An important part of producing analysis is documenting the process. This can be done in many ways but a common issue is that documentation isn’t thorough enough. Understanding how a process was done in the past may rely on partial documentation or the expert knowledge of one or two individuals, which is very risky if they leave. New tools open up different avenues for collecting documentation in ways which might be easier and better. This is not a panacea, but my making documentation and code closely intertwined it encourages the process.

9.1 Commenting

This is the process of in a code script putting comments or documentation in with the code. In R and Python this can be done by placing a #, and that line will now be a comment rather than active code. An example is the following function which is not clear what it does by looking.

even = function(x){
     data =  x %% 2 == 0
     sum(data)
}

By applying good coding standards and commenting it is far clearer what the function does, however being more verbose can make the script more cluttered. The aim to is to make the script understandable to your future self and others, and comments are an important element along with good coding standards

# A function that returns the number of even numbers in a list

find_number_even <- function(x){
# Find the even numbers as TRUE or FALSE
  find_evens <- x %% 2 == 0
# sum the list to find total number of even
  sum(find_evens)
}

9.2 README

This sections assumes you are using GIT. Every project using Git should have a README file. This is a file that is displayed when people view your repository and it is often he first thing people see when they view your project. You can use it to tell people what your project is, what it can do and how people can use it. What you include in it might depend on what stage of development you are at. By summarising the project and including details in acts as a guide to the project for others to use.

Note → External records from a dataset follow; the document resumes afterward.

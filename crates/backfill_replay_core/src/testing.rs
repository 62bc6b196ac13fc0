//! In-memory collaborators for exercising the controller without AWS.

use std::collections::VecDeque;
use std::sync::atomic::{AtomicUsize, Ordering};
use std::sync::Mutex;
use std::time::Duration;

use serde_json::json;

use crate::budget::TimeBudget;
use crate::contract::{Checkpoint, Item};
use crate::controller::CredentialProvider;
use crate::error::ReplayError;
use crate::page_source::{Page, ScanBackend, ScanError, ScanPageRequest};
use crate::sink::RecordSink;

pub const KEY_ATTRIBUTE: &str = "pk";

/// Items `item-00000 ..` with a string partition key and a numeric sequence.
pub fn sample_items(count: usize) -> Vec<Item> {
    (0..count)
        .map(|index| {
            let mut item = Item::new();
            item.insert(
                KEY_ATTRIBUTE.to_string(),
                json!({"S": format!("item-{index:05}")}),
            );
            item.insert("seq".to_string(), json!({"N": index.to_string()}));
            item
        })
        .collect()
}

/// Table scanned in insertion order, paginating like DynamoDB: a page that
/// fills the limit always carries a continuation key, even at the very end.
/// Start keys that match no stored item are rejected as stale.
pub struct InMemoryTable {
    items: Vec<Item>,
    reads: AtomicUsize,
    fail_on_read: Option<usize>,
}

impl InMemoryTable {
    pub fn new(items: Vec<Item>) -> Self {
        Self {
            items,
            reads: AtomicUsize::new(0),
            fail_on_read: None,
        }
    }

    /// Fails the read with the given zero-based index.
    pub fn failing_on_read(mut self, read_index: usize) -> Self {
        self.fail_on_read = Some(read_index);
        self
    }

    pub fn reads(&self) -> usize {
        self.reads.load(Ordering::SeqCst)
    }

    pub fn checkpoint_for(pk: &str) -> Checkpoint {
        let mut key = Item::new();
        key.insert(KEY_ATTRIBUTE.to_string(), json!({"S": pk}));
        Checkpoint::from_key(key).expect("single string key is valid")
    }

    fn key_of(item: &Item) -> Item {
        item.iter()
            .filter(|(name, _)| name.as_str() == KEY_ATTRIBUTE)
            .map(|(name, value)| (name.clone(), value.clone()))
            .collect()
    }
}

impl ScanBackend for InMemoryTable {
    fn scan_page(&self, request: &ScanPageRequest<'_>) -> Result<Page, ScanError> {
        let read_index = self.reads.fetch_add(1, Ordering::SeqCst);
        if self.fail_on_read == Some(read_index) {
            return Err(ScanError::Unavailable("injected read failure".to_string()));
        }

        let offset = match request.exclusive_start {
            None => 0,
            Some(checkpoint) => {
                let position = self
                    .items
                    .iter()
                    .position(|item| Self::key_of(item) == *checkpoint.key())
                    .ok_or_else(|| {
                        ScanError::InvalidStartKey(
                            "the provided starting key is invalid".to_string(),
                        )
                    })?;
                position + 1
            }
        };

        let limit = request.limit.get() as usize;
        let records: Vec<Item> = self.items.iter().skip(offset).take(limit).cloned().collect();
        let next_checkpoint = if records.len() == limit {
            records
                .last()
                .map(|item| Checkpoint::from_key(Self::key_of(item)))
                .transpose()
                .map_err(|error| ScanError::Unavailable(error.to_string()))?
        } else {
            None
        };

        Ok(Page {
            records,
            next_checkpoint,
        })
    }
}

/// Hands out a borrowed backend, or fails like a denied role assumption.
pub struct StaticCredentials<'t, B> {
    backend: &'t B,
    failure: Option<String>,
}

impl<'t, B> StaticCredentials<'t, B> {
    pub fn new(backend: &'t B) -> Self {
        Self {
            backend,
            failure: None,
        }
    }

    pub fn failing(backend: &'t B, message: &str) -> Self {
        Self {
            backend,
            failure: Some(message.to_string()),
        }
    }
}

impl<'t, B: ScanBackend> CredentialProvider for StaticCredentials<'t, B> {
    type Backend = &'t B;

    fn resolve(&self) -> Result<Self::Backend, ReplayError> {
        match &self.failure {
            Some(message) => Err(ReplayError::auth_failure(message.clone())),
            None => Ok(self.backend),
        }
    }
}

/// Captures every accepted batch; optionally rejects the n-th call.
pub struct RecordingSink {
    batches: Mutex<Vec<Vec<Item>>>,
    calls: AtomicUsize,
    fail_on_call: Option<usize>,
}

impl RecordingSink {
    pub fn new() -> Self {
        Self {
            batches: Mutex::new(Vec::new()),
            calls: AtomicUsize::new(0),
            fail_on_call: None,
        }
    }

    /// Rejects the call with the given zero-based index.
    pub fn failing_on_call(call_index: usize) -> Self {
        Self {
            fail_on_call: Some(call_index),
            ..Self::new()
        }
    }

    pub fn batches(&self) -> Vec<Vec<Item>> {
        self.batches.lock().expect("poisoned mutex").clone()
    }

    pub fn batch_sizes(&self) -> Vec<usize> {
        self.batches().iter().map(Vec::len).collect()
    }

    pub fn records(&self) -> Vec<Item> {
        self.batches().into_iter().flatten().collect()
    }
}

impl Default for RecordingSink {
    fn default() -> Self {
        Self::new()
    }
}

impl RecordSink for RecordingSink {
    fn send(&self, records: &[Item]) -> Result<(), String> {
        let call_index = self.calls.fetch_add(1, Ordering::SeqCst);
        if self.fail_on_call == Some(call_index) {
            return Err("injected sink failure".to_string());
        }
        self.batches
            .lock()
            .expect("poisoned mutex")
            .push(records.to_vec());
        Ok(())
    }
}

/// Budget that replays scripted samples, then reports `fallback`.
pub struct ScriptedBudget {
    samples: Mutex<VecDeque<Duration>>,
    fallback: Duration,
    sampled: AtomicUsize,
}

impl ScriptedBudget {
    pub fn new(samples: impl IntoIterator<Item = Duration>, fallback: Duration) -> Self {
        Self {
            samples: Mutex::new(samples.into_iter().collect()),
            fallback,
            sampled: AtomicUsize::new(0),
        }
    }

    pub fn ample() -> Self {
        Self::new(Vec::<Duration>::new(), Duration::from_secs(900))
    }

    pub fn exhausted() -> Self {
        Self::new(Vec::<Duration>::new(), Duration::ZERO)
    }

    /// Reports low time from the `pages`-th sample on, so a run pauses
    /// after that many pages when more data remains.
    pub fn pause_after(pages: usize) -> Self {
        Self::new(
            std::iter::repeat(Duration::from_secs(900)).take(pages.saturating_sub(1)),
            Duration::from_secs(10),
        )
    }

    pub fn samples_taken(&self) -> usize {
        self.sampled.load(Ordering::SeqCst)
    }
}

impl TimeBudget for ScriptedBudget {
    fn remaining(&self) -> Duration {
        self.sampled.fetch_add(1, Ordering::SeqCst);
        self.samples
            .lock()
            .expect("poisoned mutex")
            .pop_front()
            .unwrap_or(self.fallback)
    }
}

There are some standards of what to include such as READMEs for GOV.UK and GitHub Guide to README. Some useful information to include is

  • What the project does
  • Why the project is useful
  • How users can get started with the project
  • Where users can get help with your project
  • Who maintains and contributes to the project

Departments might want to consider have a README template to standardize what is included across the department.

9.3 Package Documentation

A package enshrines all the business knowledge used to create a piece of work in one place, including the code used to generate the output and the documentation. If you bundle your code into a package then functions and other aspects of the project can have associated documentation. This allows a package to be shared with the documentation of how to use the functions built into the package.

# For R
?your_package_function
help(your_package_function)

# For Python
help()

9.4 Markdown for desk notes

In R and other languages markdown and variants can be used to write desk notes. These are documentation of what an analyst needs to do, such as produce a statistic or generate an output from a model. Rather than produce these in a text editor such as word these could be produced in R markdown or a Jupiter Notebook (both support many languages). This allows blocks of texts describing what, why and how next to live code that can be run to give an example. Documenting the work flow in this manner is another method of interweaving commentary and code together.